▸ **What is being asked**
Here is a block of records. Copy every line in it that includes "advance".

▸ **Dataset records**
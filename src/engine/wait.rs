use std::time::{Duration, Instant};

use tracing::debug;

pub const POLL_INTERVAL: Duration = Duration::from_secs(2);

/// Time source for the readiness loop.
pub trait Clock {
    /// Time since the clock was created.
    fn elapsed(&self) -> Duration;
    fn sleep(&self, duration: Duration);
}

/// Wall clock backed by `Instant` and `thread::sleep`.
pub struct SystemClock {
    start: Instant,
}

impl SystemClock {
    pub fn new() -> Self {
        Self {
            start: Instant::now(),
        }
    }
}

impl Default for SystemClock {
    fn default() -> Self {
        Self::new()
    }
}

impl Clock for SystemClock {
    fn elapsed(&self) -> Duration {
        self.start.elapsed()
    }

    fn sleep(&self, duration: Duration) {
        std::thread::sleep(duration);
    }
}

/// How a readiness wait ended.
#[derive(Debug, Clone, Copy, PartialEq, Eq)]
pub enum WaitOutcome {
    Ready { elapsed: Duration, attempts: u32 },
    TimedOut { elapsed: Duration, attempts: u32 },
}

impl WaitOutcome {
    pub fn is_ready(&self) -> bool {
        matches!(self, WaitOutcome::Ready { .. })
    }

    pub fn elapsed(&self) -> Duration {
        match self {
            WaitOutcome::Ready { elapsed, .. } | WaitOutcome::TimedOut { elapsed, .. } => *elapsed,
        }
    }

    pub fn attempts(&self) -> u32 {
        match self {
            WaitOutcome::Ready { attempts, .. } | WaitOutcome::TimedOut { attempts, .. } => {
                *attempts
            }
        }
    }
}

/// Block until `probe` succeeds or `timeout_secs` elapse.
///
/// The probe runs on ticks at `interval`, `2 * interval`, ... after the
/// call and is handed the time left before the deadline. A deadline that
/// lands on a tick wins over that tick. Ticks that pass while a slow probe
/// is still running are dropped, so the probe never runs more than once
/// per interval. A probe that returns at or after the deadline counts as
/// a failure, whatever it answered. A timeout of zero or less returns
/// `TimedOut` without probing.
pub fn wait_until_ready<C, P>(
    timeout_secs: i64,
    interval: Duration,
    clock: &C,
    mut probe: P,
) -> WaitOutcome
where
    C: Clock + ?Sized,
    P: FnMut(Duration) -> bool,
{
    let start = clock.elapsed();
    let since_start = || clock.elapsed().saturating_sub(start);

    if timeout_secs <= 0 || interval.is_zero() {
        debug!("Timeout of {timeout_secs}s leaves no time to probe");
        return WaitOutcome::TimedOut {
            elapsed: Duration::ZERO,
            attempts: 0,
        };
    }

    let deadline = Duration::from_secs(timeout_secs as u64);
    let mut next_tick = interval;
    let mut attempts = 0;

    loop {
        let now = since_start();

        if next_tick >= deadline {
            clock.sleep(deadline.saturating_sub(now));
            let elapsed = since_start();
            debug!("Timeout reached after {elapsed:?}");
            return WaitOutcome::TimedOut { elapsed, attempts };
        }

        clock.sleep(next_tick.saturating_sub(now));
        attempts += 1;

        let ready = probe(deadline.saturating_sub(since_start()));
        let now = since_start();

        if now >= deadline {
            debug!("Timeout reached after {now:?}");
            return WaitOutcome::TimedOut {
                elapsed: now,
                attempts,
            };
        }

        if ready {
            debug!("Engine ready after {now:?}");
            return WaitOutcome::Ready {
                elapsed: now,
                attempts,
            };
        }

        debug!("Still waiting... ({now:?} elapsed)");

        next_tick += interval;
        while next_tick <= now {
            next_tick += interval;
        }
    }
}

#[cfg(test)]
mod tests {
    use std::cell::Cell;

    use super::*;

    /// Clock that only moves when slept on.
    #[derive(Default)]
    struct ManualClock {
        now: Cell<Duration>,
    }

    impl ManualClock {
        fn advance(&self, by: Duration) {
            self.now.set(self.now.get() + by);
        }
    }

    impl Clock for ManualClock {
        fn elapsed(&self) -> Duration {
            self.now.get()
        }

        fn sleep(&self, duration: Duration) {
            self.advance(duration);
        }
    }

    fn secs(n: u64) -> Duration {
        Duration::from_secs(n)
    }

    #[test]
    fn non_positive_timeout_never_probes() {
        for timeout in [0, -1, -120] {
            let clock = ManualClock::default();
            let mut calls = 0;
            let outcome = wait_until_ready(timeout, POLL_INTERVAL, &clock, |_| {
                calls += 1;
                true
            });
            assert_eq!(
                outcome,
                WaitOutcome::TimedOut {
                    elapsed: Duration::ZERO,
                    attempts: 0
                }
            );
            assert_eq!(calls, 0);
            assert_eq!(clock.elapsed(), Duration::ZERO);
        }
    }

    #[test]
    fn ready_on_nth_tick_reports_that_time() {
        for n in 1..=5u32 {
            let clock = ManualClock::default();
            let mut calls = 0;
            let outcome = wait_until_ready(120, POLL_INTERVAL, &clock, |_| {
                calls += 1;
                calls == n
            });
            assert_eq!(
                outcome,
                WaitOutcome::Ready {
                    elapsed: POLL_INTERVAL * n,
                    attempts: n
                }
            );
        }
    }

    #[test]
    fn first_probe_waits_one_interval() {
        let clock = ManualClock::default();
        let outcome = wait_until_ready(120, POLL_INTERVAL, &clock, |_| {
            assert_eq!(clock.elapsed(), POLL_INTERVAL);
            true
        });
        assert!(outcome.is_ready());
    }

    #[test]
    fn never_ready_times_out_at_deadline() {
        let clock = ManualClock::default();
        let outcome = wait_until_ready(5, POLL_INTERVAL, &clock, |_| false);
        // Ticks at 2s and 4s; the next one (6s) is past the deadline.
        assert_eq!(
            outcome,
            WaitOutcome::TimedOut {
                elapsed: secs(5),
                attempts: 2
            }
        );
    }

    #[test]
    fn deadline_wins_a_tie_with_a_tick() {
        let clock = ManualClock::default();
        let mut calls = 0;
        let outcome = wait_until_ready(4, POLL_INTERVAL, &clock, |_| {
            calls += 1;
            calls == 2
        });
        assert_eq!(
            outcome,
            WaitOutcome::TimedOut {
                elapsed: secs(4),
                attempts: 1
            }
        );
    }

    #[test]
    fn timeout_shorter_than_interval_never_probes() {
        let clock = ManualClock::default();
        let mut calls = 0;
        let outcome = wait_until_ready(1, POLL_INTERVAL, &clock, |_| {
            calls += 1;
            true
        });
        assert!(!outcome.is_ready());
        assert_eq!(outcome.elapsed(), secs(1));
        assert_eq!(calls, 0);
    }

    #[test]
    fn slow_probe_drops_missed_ticks() {
        let clock = ManualClock::default();
        let mut probe_times = Vec::new();
        let outcome = wait_until_ready(20, POLL_INTERVAL, &clock, |_| {
            probe_times.push(clock.elapsed());
            // Each probe takes 3s, overrunning the next tick.
            clock.advance(secs(3));
            false
        });
        // Probes at 2s (ends 5s), 6s (ends 9s), 10s, 14s; 18s ends 21s.
        assert_eq!(
            probe_times,
            [secs(2), secs(6), secs(10), secs(14), secs(18)]
        );
        for pair in probe_times.windows(2) {
            assert!(pair[1] - pair[0] >= POLL_INTERVAL);
        }
        // The last probe overran the deadline; it fails and the wait ends.
        assert_eq!(
            outcome,
            WaitOutcome::TimedOut {
                elapsed: secs(21),
                attempts: 5
            }
        );
    }

    #[test]
    fn custom_interval_is_respected() {
        let clock = ManualClock::default();
        let outcome = wait_until_ready(1, Duration::from_millis(100), &clock, |_| false);
        assert_eq!(outcome.attempts(), 9);
        assert_eq!(outcome.elapsed(), secs(1));
    }

    #[test]
    fn clock_offset_does_not_leak_into_elapsed() {
        let clock = ManualClock::default();
        clock.advance(secs(1000));
        let outcome = wait_until_ready(10, POLL_INTERVAL, &clock, |_| true);
        assert_eq!(outcome.elapsed(), POLL_INTERVAL);
    }

    #[test]
    fn answer_after_the_deadline_is_a_timeout() {
        let clock = ManualClock::default();
        let outcome = wait_until_ready(5, POLL_INTERVAL, &clock, |_| {
            // A probe that hangs well past the 5s deadline, then succeeds.
            clock.advance(secs(7));
            true
        });
        assert_eq!(
            outcome,
            WaitOutcome::TimedOut {
                elapsed: secs(9),
                attempts: 1
            }
        );
    }

    #[test]
    fn answer_exactly_at_the_deadline_is_a_timeout() {
        let clock = ManualClock::default();
        let outcome = wait_until_ready(4, POLL_INTERVAL, &clock, |budget| {
            clock.advance(budget);
            true
        });
        assert!(!outcome.is_ready());
        assert_eq!(outcome.elapsed(), secs(4));
    }

    #[test]
    fn probe_is_given_the_time_left() {
        let clock = ManualClock::default();
        let mut budgets = Vec::new();
        wait_until_ready(7, POLL_INTERVAL, &clock, |budget| {
            budgets.push(budget);
            false
        });
        assert_eq!(budgets, [secs(5), secs(3), secs(1)]);
    }

    #[test]
    fn system_clock_sleeps() {
        let clock = SystemClock::new();
        let outcome = wait_until_ready(1, Duration::from_millis(20), &clock, |_| true);
        assert!(outcome.is_ready());
        assert!(outcome.elapsed() >= Duration::from_millis(20));
    }
}
use std::io::IsTerminal;

use tracing_subscriber::filter::LevelFilter;

/// Console verbosity chosen by `-v` / `-q`.
#[derive(Debug, Clone, Copy, PartialEq, Eq)]
pub enum Verbosity {
    Quiet,
    Normal,
    Verbose,
}

impl Verbosity {
    /// `-v` wins when both flags are given.
    pub fn from_flags(verbose: bool, quiet: bool) -> Self {
        match (verbose, quiet) {
            (true, _) => Verbosity::Verbose,
            (false, true) => Verbosity::Quiet,
            (false, false) => Verbosity::Normal,
        }
    }

    pub fn level(self) -> LevelFilter {
        match self {
            Verbosity::Quiet => LevelFilter::ERROR,
            Verbosity::Normal => LevelFilter::INFO,
            Verbosity::Verbose => LevelFilter::DEBUG,
        }
    }
}

/// Install the global subscriber. Everything goes to stderr so the
/// forwarded command owns stdout.
pub fn init(verbosity: Verbosity) {
    let _ = tracing_subscriber::fmt()
        .with_max_level(verbosity.level())
        .with_writer(std::io::stderr)
        .with_ansi(std::io::stderr().is_terminal())
        .with_target(false)
        .with_level(verbosity == Verbosity::Verbose)
        .without_time()
        .try_init();
}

▸ **Solution to this problem**
        fn advance(&self, by: Duration) {
            self.advance(duration);
            clock.advance(secs(3));
        clock.advance(secs(1000));
            clock.advance(secs(7));
            clock.advance(budget);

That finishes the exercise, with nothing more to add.